Small Firms Face High Finance Costs

Small Firms Face High Finance Costs

Bangkok Post – Investment (subset within Business)
Bangkok Post – Investment (subset within Business)Mar 15, 2026

Why It Matters

Elevated financing costs constrain micro‑SME growth and employment, highlighting systemic credit risk in Thailand’s economy.

Key Takeaways

  • Nano‑finance loans grew 56% to 94.5bn baht
  • Interest rates near 28‑33% regulatory ceiling
  • SMEs Credit Boost scheme offers credit guarantees
  • Bank lending to SMEs contracts amid risk aversion
  • Policy‑rate cuts may ease SME borrowing later

Pulse Analysis

Thailand’s micro‑SME sector is increasingly dependent on nano‑finance products as traditional bank credit tightens. The surge to 94.5 billion baht in outstanding nano‑finance loans reflects both new borrowers seeking capital and existing firms facing higher credit risk. With rates pressed close to the 28‑33% ceiling, these high‑cost loans erode profit margins and limit expansion, creating a feedback loop that amplifies vulnerability in a segment that accounts for a sizable share of the country’s employment.

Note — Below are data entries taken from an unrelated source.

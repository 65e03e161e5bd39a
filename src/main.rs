// src/main.rs
// =============================================================================
// Entry point of the pdf-link-checker CLI.
//
// What happens here:
// 1. Parse command-line arguments and load the config file
// 2. Dispatch to the subcommand handler (check or serve)
// 3. Exit with the proper code:
//    0 = every link valid, 1 = broken links found,
//    2 = error, or links left unchecked because a chunk failed
// =============================================================================

mod checker;  // src/checker/ - the link verifier
mod cli;      // src/cli.rs - command-line parsing
mod config;   // src/config.rs - config file
mod dispatch; // src/dispatch/ - chunked verification with progress
mod error;    // src/error.rs - CheckerError
mod extract;  // src/extract/ - links from documents
mod links;    // src/links.rs - LinkRecord and the wire types
mod logging;  // src/logging.rs - tracing subscriber
mod report;   // src/report.rs - progress, table and JSON output
mod server;   // src/server/ - the verifier HTTP service

use anyhow::{Context, Result};
use checker::Verifier;
use clap::Parser;
use cli::{Cli, Commands};
use config::CheckerConfig;
use dispatch::{BatchDispatcher, LocalVerifier, RemoteVerifier, VerifyBatch};
use report::Summary;
use std::path::PathBuf;

#[tokio::main]
async fn main() {
    let exit_code = match run().await {
        Ok(code) => code,
        Err(e) => {
            eprintln!("Error: {:#}", e);
            2
        }
    };

    std::process::exit(exit_code);
}

async fn run() -> Result<i32> {
    let cli = Cli::parse();
    logging::init_logging(cli.verbose);

    let mut config = CheckerConfig::load(cli.config.as_deref()).context("failed to load config")?;

    match cli.command {
        Commands::Check {
            input,
            json,
            endpoint,
            chunk_size,
            timeout_ms,
            base_url,
        } => {
            if endpoint.is_some() {
                config.endpoint = endpoint;
            }
            if let Some(chunk_size) = chunk_size {
                config.chunk_size = chunk_size;
            }
            if let Some(timeout_ms) = timeout_ms {
                config.probe_timeout_ms = timeout_ms;
            }
            handle_check(&config, input, json, base_url.as_deref()).await
        }
        Commands::Serve { bind, timeout_ms } => {
            if let Some(bind) = bind {
                config.bind = bind;
            }
            if let Some(timeout_ms) = timeout_ms {
                config.probe_timeout_ms = timeout_ms;
            }
            eprintln!("🔌 Verifier service on http://{}/api/check-links", config.bind);
            server::serve(&config).await?;
            Ok(0)
        }
    }
}

// Handles the 'check' subcommand
async fn handle_check(
    config: &CheckerConfig,
    input: PathBuf,
    json: bool,
    base_url: Option<&str>,
) -> Result<i32> {
    eprintln!("🔍 Reading links from {}", input.display());

    let links = extract::extract_file(&input, base_url)
        .with_context(|| format!("failed to read links from {}", input.display()))?;

    if links.is_empty() {
        eprintln!("✅ No links found to check");
        report::print_results(&links, json)?;
        return Ok(0);
    }

    let verifier: Box<dyn VerifyBatch> = match &config.endpoint {
        Some(endpoint) => {
            tracing::info!(endpoint = %endpoint, "using remote verifier");
            Box::new(RemoteVerifier::new(endpoint.clone())?)
        }
        None => {
            let verifier = Verifier::new(config)?;
            tracing::info!(timeout_ms = verifier.timeout().as_millis() as u64, "using in-process verifier");
            Box::new(LocalVerifier::new(verifier))
        }
    };

    let dispatcher = BatchDispatcher::new(config.chunk_size);
    tracing::debug!(chunk_size = dispatcher.chunk_size(), "dispatcher ready");

    let links = dispatcher
        .dispatch(links, verifier.as_ref(), |event| report::print_progress(&event))
        .await;

    report::print_results(&links, json)?;

    let summary = Summary::of(&links);
    if summary.broken > 0 {
        Ok(1)
    } else if summary.pending > 0 {
        Ok(2)
    } else {
        Ok(0)
    }
}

The central bank’s response combines vigilant monitoring with targeted policy tools. By emphasizing the “SMEs Credit Boost” guarantee scheme, regulators aim to lower the risk premium banks assign to micro‑SMEs, encouraging more affordable lending. At the same time, banks remain cautious, curbing overall loan growth and tightening standards for higher‑risk borrowers, which has already nudged the SME non‑performing loan ratio upward despite a temporary Q4 dip. This cautious stance underscores the delicate balance between supporting growth and preserving financial stability.

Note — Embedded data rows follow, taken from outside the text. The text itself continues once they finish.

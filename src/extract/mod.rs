// src/extract/mod.rs
// =============================================================================
// Turns a document into the list of links to check.
//
// The output contract is the same for every document kind: a list of
// `{ url, page }` records, status unset, de-duplicated by URL and in page
// order. The first occurrence of a URL wins, so a link that appears on pages
// 2 and 5 is reported for page 2.
//
// Only http:// and https:// links are kept, whatever the document kind.
//
// Submodules:
// - pdf: link annotations of a PDF, page by page
// - json: links already extracted by an external tool
// - markdown: plain text / Markdown, pages separated by form feeds
// - html: a single HTML page
// =============================================================================

mod html;
mod json;
mod markdown;
mod pdf;

pub use html::extract_html_links;
pub use json::parse_link_list;
pub use markdown::extract_markdown_links;
pub use pdf::extract_pdf_links;

use crate::error::Result;
use crate::links::LinkRecord;
use std::collections::HashSet;
use std::fs;
use std::path::Path;

/// Input formats, chosen by file extension.
#[derive(Debug, Clone, Copy, PartialEq, Eq)]
pub enum DocumentKind {
    Pdf,
    Json,
    Html,
    /// Anything else is read as text / Markdown
    Text,
}

impl DocumentKind {
    pub fn from_path(path: &Path) -> Self {
        let extension = path
            .extension()
            .and_then(|ext| ext.to_str())
            .map(|ext| ext.to_ascii_lowercase());

        match extension.as_deref() {
            Some("pdf") => DocumentKind::Pdf,
            Some("json") => DocumentKind::Json,
            Some("html") | Some("htm") => DocumentKind::Html,
            _ => DocumentKind::Text,
        }
    }
}

/// Reads `path` and returns its de-duplicated links, all pending.
///
/// `base_url` is only used for HTML documents, to resolve relative hrefs.
pub fn extract_file(path: &Path, base_url: Option<&str>) -> Result<Vec<LinkRecord>> {
    let kind = DocumentKind::from_path(path);

    let links = match kind {
        DocumentKind::Pdf => extract_pdf_links(&fs::read(path)?)?,
        DocumentKind::Json => parse_link_list(&fs::read_to_string(path)?)?,
        DocumentKind::Html => extract_html_links(&fs::read_to_string(path)?, base_url),
        DocumentKind::Text => extract_markdown_links(&fs::read_to_string(path)?),
    };

    let unique = dedupe_by_url(links);
    tracing::info!(path = %path.display(), ?kind, links = unique.len(), "extracted links");

    Ok(unique)
}

/// True for the only schemes the verifier probes.
pub(crate) fn is_http_link(url: &str) -> bool {
    url.starts_with("http://") || url.starts_with("https://")
}

/// Keeps the first record for every URL, preserving order.
pub fn dedupe_by_url(links: Vec<LinkRecord>) -> Vec<LinkRecord> {
    let mut seen = HashSet::new();
    links
        .into_iter()
        .filter(|link| seen.insert(link.url.clone()))
        .collect()
}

Looking ahead, the transmission of recent policy‑rate cuts is expected to gradually permeate the SME lending market. K‑Research projects that roughly 71% of business and retail loans will enter a lower‑rate adjustment phase, potentially shaving 14‑14.7 billion baht off borrowing costs this year. If the easing fully reaches nano‑finance products, micro‑SMEs could experience meaningful relief, bolstering cash flow and investment capacity. However, the pace of this transmission will depend on banks’ willingness to extend credit to newer borrowers and on the effectiveness of guarantee schemes in mitigating perceived risks.